Le Sahara, zone d’expériementation de la bombe A
Une cité souterraine où travaillent 6 000 à 7 000 personnes a été construite dans les contreforts d’une vallée à côté de Reggane. Cette cité se trouve à 40 km environ du polygone d’expériences de Hamoudia, où est installé le PC atomique d’où la mise à feu sera télécommandée, à 15 km environ de la bombe de type A.
Quiconque s’approche davantage risque la mort car la température s’élève à plusieurs millions de degrés au moment de l’explosion nucléaire. Les personnels portent des lunettes spéciales pour ne pas être aveuglés et doivent tourner le dos à l’explosion, les bras repliés devant le visage, au moment du déclenchement. Ce qui ne suffira pas à les protéger totalement de la radioactivité.
Tous les éléments de la bombe se gazéifient et la pression énorme de ce gaz crée une onde de choc qui produit une destruction mécanique. A cet effet s’ajoutent l’onde lumineuse qui brûle et un rayonnement radioactif.
Sur place, un commentateur dont le reportage sera diffusé plus tard à la radio décrit la lente montée du champignon dont le sommet est blanchâtre et le bas mauve.

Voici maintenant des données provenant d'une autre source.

//! The embedding API surface: `Engine`, `Config`, `Store`, and the
//! loaded `Module` view, shaped like the Wasm embedding standard the
//! same way `internal.h`'s `wasm_engine_t`/`wasm_store_t`/
//! `wasm_module_t` and `types.c`'s vector-per-type constructors are,
//! but expressed with owned Rust values and `Drop` instead of
//! `_new`/`_delete` pairs.

use crate::dummy::DummyModule;
use crate::error::WasmResult;
use crate::ir::DumpControl;
use crate::module::{self, Module as LoadedModule};
use crate::types::{ExportType, FuncType, GlobalType, MemoryLimits};
use std::rc::Rc;

/// A homogeneous growable vector, mirroring `wasm_*_vec_t`'s shape
/// with one generic type instead of one monomorphisation per element.
#[derive(Debug, Clone)]
pub struct TypedVec<T> {
    items: Vec<T>,
}

impl<T> TypedVec<T> {
    /// An empty vector.
    pub fn empty() -> TypedVec<T> {
        TypedVec { items: Vec::new() }
    }

    /// A vector with room for `capacity` elements, still empty.
    pub fn with_capacity(capacity: usize) -> TypedVec<T> {
        TypedVec { items: Vec::with_capacity(capacity) }
    }

    /// Adopt an existing `Vec<T>`.
    pub fn from_vec(items: Vec<T>) -> TypedVec<T> {
        TypedVec { items }
    }

    /// This vector's elements.
    pub fn as_slice(&self) -> &[T] {
        &self.items
    }

    /// Number of elements.
    pub fn len(&self) -> usize {
        self.items.len()
    }

    /// Whether this vector holds no elements.
    pub fn is_empty(&self) -> bool {
        self.items.is_empty()
    }
}

/// Configures an [`Engine`]: whether the (external) code generator
/// should optimise, and where produced IR should be dumped, if
/// anywhere.
pub struct Config {
    optimize: bool,
    dump_sink: Option<Box<dyn FnMut(&[u8]) -> DumpControl>>,
}

impl Config {
    /// A default configuration: no optimisation, no IR dump.
    pub fn new() -> Config {
        Config { optimize: false, dump_sink: None }
    }

    /// Enable or disable code-generator optimisations.
    pub fn optimize(mut self, enabled: bool) -> Config {
        self.optimize = enabled;
        self
    }

    /// Install a sink that receives the produced IR as a sequence of
    /// text chunks, stopping early if the sink returns
    /// [`DumpControl::Stop`].
    pub fn dump_sink(mut self, sink: impl FnMut(&[u8]) -> DumpControl + 'static) -> Config {
        self.dump_sink = Some(Box::new(sink));
        self
    }
}

impl Default for Config {
    fn default() -> Self {
        Self::new()
    }
}

/// A compilation environment. Cheaply cloned and shared across
/// [`Store`]s; carries only configuration, no per-module state.
#[derive(Clone)]
pub struct Engine {
    config: Rc<EngineConfig>,
}

struct EngineConfig {
    optimize: bool,
}

impl Engine {
    /// Build an engine from the default configuration.
    pub fn new() -> Engine {
        Engine::with_config(Config::new())
    }

    /// Build an engine from an explicit configuration.
    pub fn with_config(config: Config) -> Engine {
        Engine { config: Rc::new(EngineConfig { optimize: config.optimize }) }
    }

    /// Whether this engine was configured to optimise.
    pub fn optimize(&self) -> bool {
        self.config.optimize
    }
}

impl Default for Engine {
    fn default() -> Self {
        Self::new()
    }
}

/// A translation session bound to an [`Engine`]. Owns nothing beyond
/// the engine handle; modules loaded through it are independent.
#[derive(Clone)]
pub struct Store {
    engine: Engine,
}

impl Store {
    /// Bind a store to `engine`.
    pub fn new(engine: &Engine) -> Store {
        Store { engine: engine.clone() }
    }

    /// The engine this store is bound to.
    pub fn engine(&self) -> &Engine {
        &self.engine
    }
}

/// A loaded module, exposing its tables as read-only views. Wraps
/// [`crate::module::Module`] bound to the in-repo [`DummyModule`] IR
/// builder, since this crate ships no real code generator.
pub struct Module {
    inner: LoadedModule<DummyModule>,
}

impl Module {
    /// Translate `bytes` into a module, bound to `store`'s engine
    /// configuration.
    pub fn new(_store: &Store, bytes: &[u8]) -> WasmResult<Module> {
        let ir = DummyModule::new();
        let inner = module::translate_module(bytes, ir)?;
        Ok(Module { inner })
    }

    /// This module's function signatures, in declaration order.
    pub fn function_types(&self) -> Vec<&FuncType> {
        self.inner
            .functions
            .iter()
            .filter_map(|(_, record)| self.inner.types.get(record.type_index))
            .collect()
    }

    /// This module's memory descriptors, in declaration order.
    pub fn memory_types(&self) -> Vec<&MemoryLimits> {
        self.inner.memories.iter().map(|(_, limits)| limits).collect()
    }

    /// This module's global descriptors, in declaration order.
    pub fn global_types(&self) -> Vec<&GlobalType> {
        self.inner.globals.iter().map(|(_, global)| global).collect()
    }

    /// This module's exports.
    pub fn exports(&self) -> &[ExportType] {
        &self.inner.exports
    }

    /// Stream the module's translated IR as text to `sink`.
    pub fn dump(&self, sink: &mut dyn FnMut(&[u8]) -> DumpControl) {
        use crate::ir::IrModule;
        self.inner.ir.dump(sink);
    }
}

Il s’élève en même temps qu’il se développe, son sommet s’élargissant sans cesse.
Les compagnies aériennes savent depuis le 8 janvier 1960 qu’une superficie d’environ trois fois la France sera interdite au survol le jour de l’explosion.
La Polynésie prendra le relais de l’Algérie
Les autorités françaises affirmeront trois jours après l’explosion que la radioactivité au sol est partout « très inférieure aux normes de sécurité admises ». Des documents déclassifiés en 2013 révèleront toutefois des retombées radioactives beaucoup plus importantes que celles admises à l’époque, s’étendant à toute l’Afrique de l’Ouest et au sud de l’Europe.
Il faudra attendre les années 2000 et le long combat de vétérans des essais ayant développé des cancers pour en savoir plus sur les conséquences.
Juste après la déflagration, une armada de techniciens en combinaison antiradiations n’auront eu que 15 à 20 minutes, avant les retombées radioactives, pour récupérer sur les lieux de l’explosion les appareils de mesure enfouis dans le sable. Le reste du matériel sera laissé sur place, enfouis dans le sable saharien, ou il présente aujourd’hui encore un danger radioactif.
Le plutonium utilisé pour la bombe vient de l’usine de Marcoule, dans la vallée du Rhône, la seule matière fissile produite à l’époque en France.
Six ans après « Gerboise bleue », la France fera exploser sa première bombe H (thermonucléaire) en Polynésie (Mururoa) beaucoup plus puissante que la bombe à fission testée en Algérie. Elle procèdera à plus de 200 essais nucléaires avant que Jacques Chirac n’annonce leur arrêt définitif, le 29 janvier 1996.